A photon counter is one of the handiest things one can have in an observatory. Although some folks seem to think of astronomical research as being done by astronomers looking through a telescope or at least taking pretty photographs, in reality almost everything of value is done by various detectors which allow exact measurements to be made. The photometer is the most useful of these devices, because besides measuring magnitudes of stars, it also allows color indexes to be measured by taking readings through various filters. The color indexes are the basis for much of what is known about real stars in our sky.

Among photometers, there are two basic types - the DC photometers, which measure current from the detector, and the photon counters, which actually count photon hits on the detector. Although both kinds can give useful data, the photon counter has a higher signal to noise ratio. In fact, if the detector is cooled with dry ice, the photon counter is so sensitive that it can measure the hit of a single photon.

Another consideration is the detector to be used in the device. The vacuum tube is by far the superior choice.
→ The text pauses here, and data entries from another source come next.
#[cfg(test)]
mod tests {
    use super::*;
    use crate::core::commitment::{commit, Nonce};
    use crate::core::fee::{COIN, MIN_AMOUNT};
    use crate::core::name::Name;
    use crate::core::script::{encode_claim_script, ClaimOp};

    fn setup() -> (Arc<MemoryLedger>, MemoryWallet) {
        let ledger = Arc::new(MemoryLedger::new(100));
        let wallet = MemoryWallet::generate(ledger.clone(), Amount::new(10 * COIN)).unwrap();
        (ledger, wallet)
    }

    fn reserve_request(wallet: &MemoryWallet) -> TxRequest {
        let commitment = commit(&Nonce::from_u64(9), &Name::new("bob").unwrap());
        TxRequest {
            claim_script: encode_claim_script(&ClaimOp::Reserve { commitment }, &wallet.new_destination().unwrap()),
            claim_amount: MIN_AMOUNT,
            fee: Amount::ZERO,
            spend: None,
            data: Vec::new(),
        }
    }

    #[test]
    fn test_broadcast_and_mine() {
        let (ledger, wallet) = setup();
        let tx = wallet.create_and_sign(reserve_request(&wallet)).unwrap();
        wallet.broadcast(&tx).unwrap();
        assert_eq!(ledger.mempool(), vec![tx.txid]);
        assert_eq!(wallet.balance(), Amount::new(10 * COIN - MIN_AMOUNT.as_u64()));

        let event = ledger.mine_block();
        assert_eq!(confirmed_txids(&[event]), [tx.txid].into_iter().collect());
        let (_, height) = ledger.get_transaction(&tx.txid).unwrap().unwrap();
        assert_eq!(height, Some(101));
        assert_eq!(ledger.current_height().unwrap(), 101);
    }

    #[test]
    fn test_double_spend_rejected_and_evict_frees_input() {
        let (ledger, wallet) = setup();
        let reserve = wallet.create_and_sign(reserve_request(&wallet)).unwrap();
        wallet.broadcast(&reserve).unwrap();
        ledger.mine_block();

        let outpoint = OutPoint { txid: reserve.txid, vout: 0 };
        let spend = |serial_hint: u8| TxRequest {
            claim_script: vec![serial_hint],
            claim_amount: MIN_AMOUNT,
            fee: Amount::ZERO,
            spend: Some(outpoint),
            data: Vec::new(),
        };
        let first = wallet.create_and_sign(spend(1)).unwrap();
        wallet.broadcast(&first).unwrap();
        assert!(ledger.is_spent(&outpoint));

        let second = wallet.create_and_sign(spend(2)).unwrap();
        assert!(wallet.broadcast(&second).is_err());

        let event = ledger.evict(&first.txid).unwrap();
        assert!(matches!(event, LedgerEvent::TransactionEvicted { .. }));
        assert!(!ledger.is_spent(&outpoint));
        assert!(ledger.get_transaction(&first.txid).unwrap().is_none());
    }

    #[test]
    fn test_insufficient_funds_and_lock() {
        let ledger = Arc::new(MemoryLedger::new(0));
        let wallet = MemoryWallet::generate(ledger, Amount::new(10)).unwrap();
        let err = wallet.create_and_sign(reserve_request(&wallet)).unwrap_err();
        assert!(matches!(err, RegistryError::InsufficientFunds { .. }));

        wallet.lock();
        assert_eq!(wallet.ensure_unlocked(), Err(RegistryError::WalletLocked));
        assert_eq!(wallet.sign_payload(b"x"), Err(RegistryError::WalletLocked));
        wallet.unlock();
        assert!(wallet.ensure_unlocked().is_ok());
    }

    #[test]
    fn test_unavailable_ledger() {
        let (ledger, _) = setup();
        ledger.set_available(false);
        assert!(matches!(ledger.current_height(), Err(RegistryError::LedgerUnavailable(_))));
        ledger.set_available(true);
        assert!(ledger.current_height().is_ok());
    }

    #[test]
    fn test_subscribers_receive_events() {
        let (ledger, _) = setup();
        let rx = ledger.subscribe();
        ledger.advance(2);
        let heights: Vec<u64> = rx
            .try_iter()
            .filter_map(|e| match e {
                LedgerEvent::BlockConnected { height, .. } => Some(height),
                LedgerEvent::TransactionEvicted { .. } => None,
            })
            .collect();
        assert_eq!(heights, vec![101, 102]);
    }

    #[test]
    fn test_wallet_recognizes_own_destinations() {
        let (_, wallet) = setup();
        let mine = wallet.new_destination().unwrap();
        assert!(wallet.is_mine(&mine));
        assert!(!wallet.is_mine(&Destination::NoDestination));
        let signer = wallet.signing_key_id().unwrap();
        let sig = wallet.sign_payload(b"data").unwrap();
        assert!(signature::verify_payload_signature(b"data", &sig, &signer).unwrap());
    }

    #[test]
    fn test_wallet_learns_confirmed_claims_paid_to_it() {
        let (ledger, sender) = setup();
        let receiver = MemoryWallet::generate(ledger.clone(), Amount::new(10 * COIN)).unwrap();
        let target = receiver.new_destination().unwrap();
        let commitment = commit(&Nonce::from_u64(3), &Name::new("bob").unwrap());
        let tx = sender
            .create_and_sign(TxRequest {
                claim_script: encode_claim_script(&ClaimOp::Reserve { commitment }, &target),
                claim_amount: MIN_AMOUNT,
                fee: Amount::ZERO,
                spend: None,
                data: Vec::new(),
            })
            .unwrap();
        sender.broadcast(&tx).unwrap();

        // unconfirmed transactions from other wallets stay unknown
        assert!(receiver.get_transaction(&tx.txid).is_none());
        ledger.mine_block();

        assert_eq!(receiver.get_transaction(&tx.txid), Some(tx.clone()));
        assert_eq!(receiver.my_transactions(), vec![tx.clone()]);
        assert_eq!(sender.my_transactions(), vec![tx]);
    }
}
//! Anti-squat network fee. All arithmetic is integer base units; no float.
//!
//! **Model:** the chain parameters supply a raw, height-indexed, non-decreasing fee
//! schedule. The fee actually charged is the raw fee rounded *up* to the next multiple
//! of `CENT`, recomputed from the current best height every time an operation is emitted.

use serde::{Deserialize, Serialize};
use std::fmt;

/// Amount in base currency units.
///
/// 1 coin = `COIN` base units; `CENT` is the minimum denomination fees are rounded to.
///
/// # Examples
/// ```
/// use namereg_core::core::fee::{Amount, CENT};
///
/// let fee = Amount::new(CENT);
/// assert_eq!(fee.to_string(), "0.01000000");
/// ```
#[derive(Debug, Clone, Copy, Default, PartialEq, Eq, PartialOrd, Ord, Hash, Serialize, Deserialize)]
pub struct Amount(u64);

impl Amount {
    pub const ZERO: Amount = Amount(0);

    pub fn new(value: u64) -> Self {
        Self(value)
    }

    /// Underlying base units.
    pub fn as_u64(&self) -> u64 {
        self.0
    }

    /// Whole coins (integer part only).
    pub fn as_coins(&self) -> u64 {
        self.0 / COIN
    }

    /// Base units left after removing whole coins.
    pub fn remainder_units(&self) -> u64 {
        self.0 % COIN
    }

    pub fn checked_add(self, other: Amount) -> Option<Amount> {
        self.0.checked_add(other.0).map(Amount)
    }

    pub fn checked_sub(self, other: Amount) -> Option<Amount> {
        self.0.checked_sub(other.0).map(Amount)
    }

    pub fn is_cent_multiple(&self) -> bool {
        self.0 % CENT == 0
    }
}

impl std::ops::Add for Amount {
    type Output = Self;

    fn add(self, other: Self) -> Self {
        Self(self.0.saturating_add(other.0))
    }
}

impl std::ops::Mul<u64> for Amount {
    type Output = Self;

    fn mul(self, multiplier: u64) -> Self {
        Self(self.0.saturating_mul(multiplier))
    }
}

impl fmt::Display for Amount {
    fn fmt(&self, f: &mut fmt::Formatter<'_>) -> fmt::Result {
        write!(f, "{}.{:08}", self.as_coins(), self.remainder_units())
    }
}

/// Base units per coin.
pub const COIN: u64 = 100_000_000;

/// Minimum denomination; every anti-squat fee is a multiple of it.
pub const CENT: u64 = 1_000_000;

/// Largest amount that is a multiple of `CENT`.
pub const MAX_CENT_MULTIPLE: u64 = u64::MAX / CENT * CENT;

/// Value locked in each claim output.
pub const MIN_AMOUNT: Amount = Amount(CENT);

/// Rounds `raw` up to the next multiple of `CENT`: `ceil(raw / CENT) * CENT`.
///
/// The result is always a multiple of `CENT`. Raw amounts above the largest
/// representable multiple clamp to `MAX_CENT_MULTIPLE`.
///
/// # Examples
/// ```
/// use namereg_core::core::fee::{round_up_to_cent, Amount, CENT};
///
/// assert_eq!(round_up_to_cent(Amount::new(0)), Amount::new(0));
/// assert_eq!(round_up_to_cent(Amount::new(1)), Amount::new(CENT));
/// assert_eq!(round_up_to_cent(Amount::new(CENT)), Amount::new(CENT));
/// assert_eq!(round_up_to_cent(Amount::new(CENT + 1)), Amount::new(2 * CENT));
/// ```
pub fn round_up_to_cent(raw: Amount) -> Amount {
    let cents = raw.0.div_ceil(CENT);
    Amount(cents.checked_mul(CENT).unwrap_or(MAX_CENT_MULTIPLE))
}

/// Reference raw fee schedule: `base + (height / interval) * step`.
///
/// Non-decreasing in height for any parameters, which is the only property the registry
/// relies on. Real deployments take the raw fee from consensus parameters instead.
#[derive(Debug, Clone, Copy, PartialEq, Eq, Serialize, Deserialize)]
pub struct LinearFeeSchedule {
    pub base: Amount,
    pub step: Amount,
    pub interval: u64,
}

impl LinearFeeSchedule {
    pub fn raw_fee(&self, height: u64) -> Amount {
        let steps = if self.interval == 0 { 0 } else { height / self.interval };
        self.base + self.step * steps
    }
}

impl Default for LinearFeeSchedule {
    fn default() -> Self {
        Self {
            base: Amount::new(COIN / 2 + 1234),
            step: Amount::new(COIN / 10 + 17),
            interval: 10_000,
        }
    }
}

/// Fee charged on Update operations.
///
/// Activation always pays the rounded network fee. What an update pays differs between
/// the alias and data flavours of the protocol, so it is configured explicitly.
#[derive(Debug, Clone, Copy, PartialEq, Eq, Serialize, Deserialize)]
#[serde(rename_all = "snake_case", tag = "kind", content = "amount")]
pub enum UpdateFeePolicy {
    /// Same rounded network fee as activation.
    NetworkFee,
    /// No anti-squat fee.
    Zero,
    /// A fixed amount, rounded up to `CENT`.
    Fixed(Amount),
}

impl UpdateFeePolicy {
    /// Resolves the policy against the network fee at the current height.
    pub fn resolve(&self, network_fee: Amount) -> Amount {
        match self {
            UpdateFeePolicy::NetworkFee => network_fee,
            UpdateFeePolicy::Zero => Amount::ZERO,
            UpdateFeePolicy::Fixed(amount) => round_up_to_cent(*amount),
        }
    }
}
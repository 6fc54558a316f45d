//! Commitment codec for the commit-reveal reservation scheme.
//!
//! A reservation publishes only `hash160(nonce ++ name)`. The nonce is the capability:
//! whoever holds it can activate the reservation, the name alone is not enough.

use rand::rngs::OsRng;
use rand::RngCore;
use ripemd::Ripemd160;
use serde::{Deserialize, Serialize};
use sha2::{Digest, Sha256};
use std::fmt;
use crate::core::name::Name;
use crate::error::{RegistryError, Result};

/// Length of a commitment (and of key/script ids) in bytes.
pub const HASH160_LEN: usize = 20;

/// `ripemd160(sha256(data))`.
pub fn hash160(data: &[u8]) -> [u8; HASH160_LEN] {
    let sha = Sha256::digest(data);
    let digest = Ripemd160::digest(sha);
    let mut out = [0u8; HASH160_LEN];
    out.copy_from_slice(&digest);
    out
}

/// Committed hash carried by a RESERVE output.
#[derive(Clone, Copy, PartialEq, Eq, Hash, Serialize, Deserialize)]
pub struct Commitment([u8; HASH160_LEN]);

impl Commitment {
    pub fn from_bytes(bytes: [u8; HASH160_LEN]) -> Self {
        Self(bytes)
    }

    /// Exact-length conversion; a prefix or over-long slice is not a commitment.
    pub fn from_slice(bytes: &[u8]) -> Option<Self> {
        let arr: [u8; HASH160_LEN] = bytes.try_into().ok()?;
        Some(Self(arr))
    }

    pub fn as_bytes(&self) -> &[u8; HASH160_LEN] {
        &self.0
    }

    pub fn to_hex(&self) -> String {
        hex::encode(self.0)
    }
}

impl fmt::Debug for Commitment {
    fn fmt(&self, f: &mut fmt::Formatter<'_>) -> fmt::Result {
        write!(f, "Commitment({})", self.to_hex())
    }
}

impl fmt::Display for Commitment {
    fn fmt(&self, f: &mut fmt::Formatter<'_>) -> fmt::Result {
        write!(f, "{}", self.to_hex())
    }
}

/// Reservation nonce.
///
/// Fresh nonces are a random `u64` in big-number byte form: minimal little-endian bytes,
/// plus a trailing `0x00` when the top bit of the last byte is set so the number never
/// reads as negative. Zero is the empty vector. Nonces supplied by callers are taken
/// verbatim; only the bytes matter for the commitment.
#[derive(Clone, PartialEq, Eq, Serialize, Deserialize)]
pub struct Nonce(Vec<u8>);

impl Nonce {
    /// Draws a nonce from the operating system CSPRNG.
    pub fn random() -> Self {
        Self::from_u64(OsRng.next_u64())
    }

    pub fn from_u64(value: u64) -> Self {
        let mut bytes = value.to_le_bytes().to_vec();
        while bytes.last() == Some(&0) {
            bytes.pop();
        }
        if bytes.last().map_or(false, |b| b & 0x80 != 0) {
            bytes.push(0);
        }
        Self(bytes)
    }

    pub fn from_bytes(bytes: Vec<u8>) -> Self {
        Self(bytes)
    }

    pub fn from_hex(s: &str) -> Result<Self> {
        hex::decode(s.trim())
            .map(Self)
            .map_err(|e| RegistryError::InvalidNonce(format!("{}: {}", s, e)))
    }

    pub fn to_hex(&self) -> String {
        hex::encode(&self.0)
    }

    pub fn as_bytes(&self) -> &[u8] {
        &self.0
    }
}

impl fmt::Debug for Nonce {
    fn fmt(&self, f: &mut fmt::Formatter<'_>) -> fmt::Result {
        // the nonce is a capability; keep it out of casual debug output
        write!(f, "Nonce(<{} bytes>)", self.0.len())
    }
}

/// `Commit(nonce, name) = hash160(nonce ++ name)`.
pub fn commit(nonce: &Nonce, name: &Name) -> Commitment {
    let mut preimage = Vec::with_capacity(nonce.as_bytes().len() + name.len());
    preimage.extend_from_slice(nonce.as_bytes());
    preimage.extend_from_slice(name.as_bytes());
    Commitment(hash160(&preimage))
}

/// True iff `commitment` is exactly `Commit(nonce, name)`.
pub fn verify(commitment: &Commitment, nonce: &Nonce, name: &Name) -> bool {
    commit(nonce, name) == *commitment
}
Although a solid state photo diode will work, it has no internal gain and an external amplifier must be used, which adds noise. In contrast, in a vacuum tube, the electrons which are generated by a photon strike are bounced around on a series of plates, each of which has a potential lower than the one in the line before it. This provides a gain in the tube of several million times, and this gain is nearly noise free.

Our tube is an RCA 1P21 photomultiplier tube. It runs on 950 volts DC, provided by a Cockcroft-Wheaton multiplier which is intalled in the photometer head, eliminating HT wiring. The multiplier is fed by a tattoo-machine power supply. A 15V line is fed into the transformer, and another line is peeled off of this 15V line and is run through a potentiometer in order to set the program voltage line into the multiplier. The program line controls the final voltage at a 1:100 ratio, and by setting it at 9.5V, we get the desired voltage in the tube. When on a bright object, the current draw on the 15V line is only about 5ma.

The optical train consists of a diaphragm which blocks light from all but the target object, a flip mirror to allow centering the object, a DCX lens to spread the starlight to a size of 1/8 inch on the photocathode in the tube, and a filter slider. Since we made the body rather crudely of wood, all parts are made so that they can be moved around, and then clamped in position once alignment is found.

The photon counting electronics consist of a pulse conditioner and its custom +5/-5/+11VDC power supply, both home-made. There are some obsolete integrated circuits on the breadboard which serve to filter out thermionic noise and to parse the pulses so that they can be read by the frequency counter. There is a potentiometer in the circuit which controls the low voltage half of a frequency comparator. The sets the voltage at which signals will be rejected, thus acting as a low-end filter. Since we are not supercooling our vacuum tube, there is some dark current and other ambient noise present. Actually, we were surprised that the pulse conditioner worked at all when built on a breadboard!

Once signal from the tube passes through the pulse conditioner, it is counted by a cheap Chinese-made frequency counter. And so, the photons which left a star hundreds or thousands of years ago have finished their journey as a LED readout on the screen attached to our home-made photon counter!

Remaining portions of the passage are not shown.